[Opening Information given section]

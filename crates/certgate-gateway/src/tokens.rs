//! Token price map parsing and suspicious-value evaluation.

use std::collections::HashMap;

use num_bigint::BigUint;

use certgate_proto::types_v1::Certificate;

/// Dollar price of one whole token, plus the multiplier that converts the
/// on-wire integer amount into whole tokens.
#[derive(Debug, Clone, PartialEq, Eq)]
pub struct TokenValue {
    pub address: String,
    pub dollar_value: u64,
    pub multiplier: u64,
}

#[derive(Debug, thiserror::Error)]
pub enum TokenValueError {
    #[error("invalid token value entry: {0}")]
    Entry(String),

    #[error("invalid token address: {0}")]
    Address(String),

    #[error("invalid dollar value: {0}")]
    DollarValue(String),

    #[error("invalid multiplier: {0}")]
    Multiplier(String),
}

/// Parse the `token_values` CSV grammar:
/// `<address40>:<dollar_value>:<multiplier>` entries separated by commas.
/// Addresses are 40 hex characters without a `0x` prefix and are lower-cased.
/// A single bad entry rejects the whole string.
pub fn parse_token_values(raw: &str) -> Result<HashMap<String, TokenValue>, TokenValueError> {
    let mut result = HashMap::new();
    for entry in raw.split(',') {
        let parts: Vec<&str> = entry.split(':').collect();
        if parts.len() != 3 {
            return Err(TokenValueError::Entry(entry.to_string()));
        }

        let address = parts[0];
        if address.len() != 40 || !address.chars().all(|c| c.is_ascii_hexdigit()) {
            return Err(TokenValueError::Address(address.to_string()));
        }
        let address = address.to_lowercase();

        let dollar_value: u64 = parts[1]
            .parse()
            .map_err(|_| TokenValueError::DollarValue(parts[1].to_string()))?;
        let multiplier: u64 = parts[2]
            .parse()
            .map_err(|_| TokenValueError::Multiplier(parts[2].to_string()))?;

        result.insert(
            address.clone(),
            TokenValue {
                address,
                dollar_value,
                multiplier,
            },
        );
    }
    Ok(result)
}

/// Sum of all bridge-exit amounts interpreted as unsigned big-endian
/// integers. Pure-inbound certificates total zero.
pub fn total_withdrawal_value(cert: &Certificate) -> BigUint {
    let mut total = BigUint::default();
    for exit in &cert.bridge_exits {
        if let Some(amount) = &exit.amount {
            total += BigUint::from_bytes_be(&amount.value);
        }
    }
    total
}

/// Dollar value of all bridge exits under the price map, or `None` when any
/// exit references an unpriced token (callers treat that as suspicious).
///
/// The division happens before the multiplication and truncates; the
/// threshold comparison depends on that order.
pub fn certificate_dollar_value(
    cert: &Certificate,
    prices: &HashMap<String, TokenValue>,
) -> Option<BigUint> {
    let mut total = BigUint::default();

    for exit in &cert.bridge_exits {
        let Some(address) = exit
            .token_info
            .as_ref()
            .and_then(|t| t.origin_token_address.as_ref())
        else {
            continue;
        };

        let token = prices.get(&address_hex(&address.value))?;

        let amount = exit
            .amount
            .as_ref()
            .map(|a| BigUint::from_bytes_be(&a.value))
            .unwrap_or_default();
        let whole_tokens = amount / BigUint::from(token.multiplier.max(1));
        total += whole_tokens * BigUint::from(token.dollar_value);
    }

    Some(total)
}

/// Normalize raw address bytes to the canonical 40-char lower-case hex form:
/// keep the rightmost 20 bytes, left-pad short inputs with zeroes.
fn address_hex(bytes: &[u8]) -> String {
    let mut addr = [0u8; 20];
    if bytes.len() >= 20 {
        addr.copy_from_slice(&bytes[bytes.len() - 20..]);
    } else {
        addr[20 - bytes.len()..].copy_from_slice(bytes);
    }
    hex::encode(addr)
}

#[cfg(test)]
#[allow(clippy::unwrap_used)]
mod tests {
    use super::*;
    use certgate_proto::interop_v1::{BridgeExit, FixedBytes20, FixedBytes32, TokenInfo};

    fn addr(byte: u8) -> String {
        hex::encode([byte; 20])
    }

    fn exit_for(address_byte: u8, amount: u64) -> BridgeExit {
        BridgeExit {
            token_info: Some(TokenInfo {
                origin_network: 0,
                origin_token_address: Some(FixedBytes20 {
                    value: vec![address_byte; 20],
                }),
            }),
            amount: Some(FixedBytes32 {
                value: amount.to_be_bytes().to_vec(),
            }),
            ..Default::default()
        }
    }

    fn cert_with(exits: Vec<BridgeExit>) -> Certificate {
        Certificate {
            bridge_exits: exits,
            ..Default::default()
        }
    }

    #[test]
    fn parse_round_trips_the_map() {
        let raw = format!("{}:1:1,{}:2:1", addr(0x11).to_uppercase(), addr(0x22));
        let parsed = parse_token_values(&raw).unwrap();
        assert_eq!(parsed.len(), 2);

        // Addresses are lower-cased on parse.
        let one = parsed.get(&addr(0x11)).unwrap();
        assert_eq!(one.dollar_value, 1);
        assert_eq!(one.multiplier, 1);

        let two = parsed.get(&addr(0x22)).unwrap();
        assert_eq!(two.dollar_value, 2);
        assert_eq!(two.multiplier, 1);
    }

    #[test]
    fn parse_is_all_or_nothing() {
        let raw = format!("{}:1:1,bogus", addr(0x11));
        assert!(parse_token_values(&raw).is_err());

        assert!(parse_token_values("").is_err());
        assert!(parse_token_values("abc:1:1").is_err());
        assert!(parse_token_values(&format!("{}:x:1", addr(0x11))).is_err());
        assert!(parse_token_values(&format!("{}:1:x", addr(0x11))).is_err());
        // 0x prefix makes the address 42 characters, which is rejected
        assert!(parse_token_values(&format!("0x{}:1:1", addr(0x11))).is_err());
    }

    #[test]
    fn withdrawal_value_sums_amounts() {
        let cert = cert_with(vec![exit_for(0x11, 100), exit_for(0x22, 23)]);
        assert_eq!(total_withdrawal_value(&cert), BigUint::from(123u32));

        let empty = cert_with(vec![]);
        assert_eq!(total_withdrawal_value(&empty), BigUint::default());
    }

    #[test]
    fn value_over_threshold_detected() {
        let prices =
            parse_token_values(&format!("{}:1:1,{}:2:1", addr(0x11), addr(0x22))).unwrap();

        // 10000 x $2 = 20000
        let cert = cert_with(vec![exit_for(0x22, 10_000)]);
        let total = certificate_dollar_value(&cert, &prices).unwrap();
        assert!(total > BigUint::from(1000u64));

        // 400 x $2 = 800
        let cert = cert_with(vec![exit_for(0x22, 400)]);
        let total = certificate_dollar_value(&cert, &prices).unwrap();
        assert!(total <= BigUint::from(1000u64));
    }

    #[test]
    fn unknown_token_is_none() {
        let prices = parse_token_values(&format!("{}:1:1", addr(0x11))).unwrap();
        let cert = cert_with(vec![exit_for(0x99, 5)]);
        assert!(certificate_dollar_value(&cert, &prices).is_none());
    }

    #[test]
    fn division_truncates_before_pricing() {
        // 1999 / 1000 = 1 whole token, worth $3 -- not $5.997
        let prices = parse_token_values(&format!("{}:3:1000", addr(0x11))).unwrap();
        let cert = cert_with(vec![exit_for(0x11, 1999)]);
        let total = certificate_dollar_value(&cert, &prices).unwrap();
        assert_eq!(total, BigUint::from(3u32));
    }

    #[test]
    fn exits_without_token_info_are_skipped() {
        let prices = parse_token_values(&format!("{}:1:1", addr(0x11))).unwrap();
        let mut exit = exit_for(0x11, 10);
        exit.token_info = None;
        let cert = cert_with(vec![exit]);
        assert_eq!(
            certificate_dollar_value(&cert, &prices).unwrap(),
            BigUint::default()
        );
    }
}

[Closing Information given section]

◆ Exercise:
Find every line of the records holding "prefix". Answer with the count alone.

◆ Exercise response:
2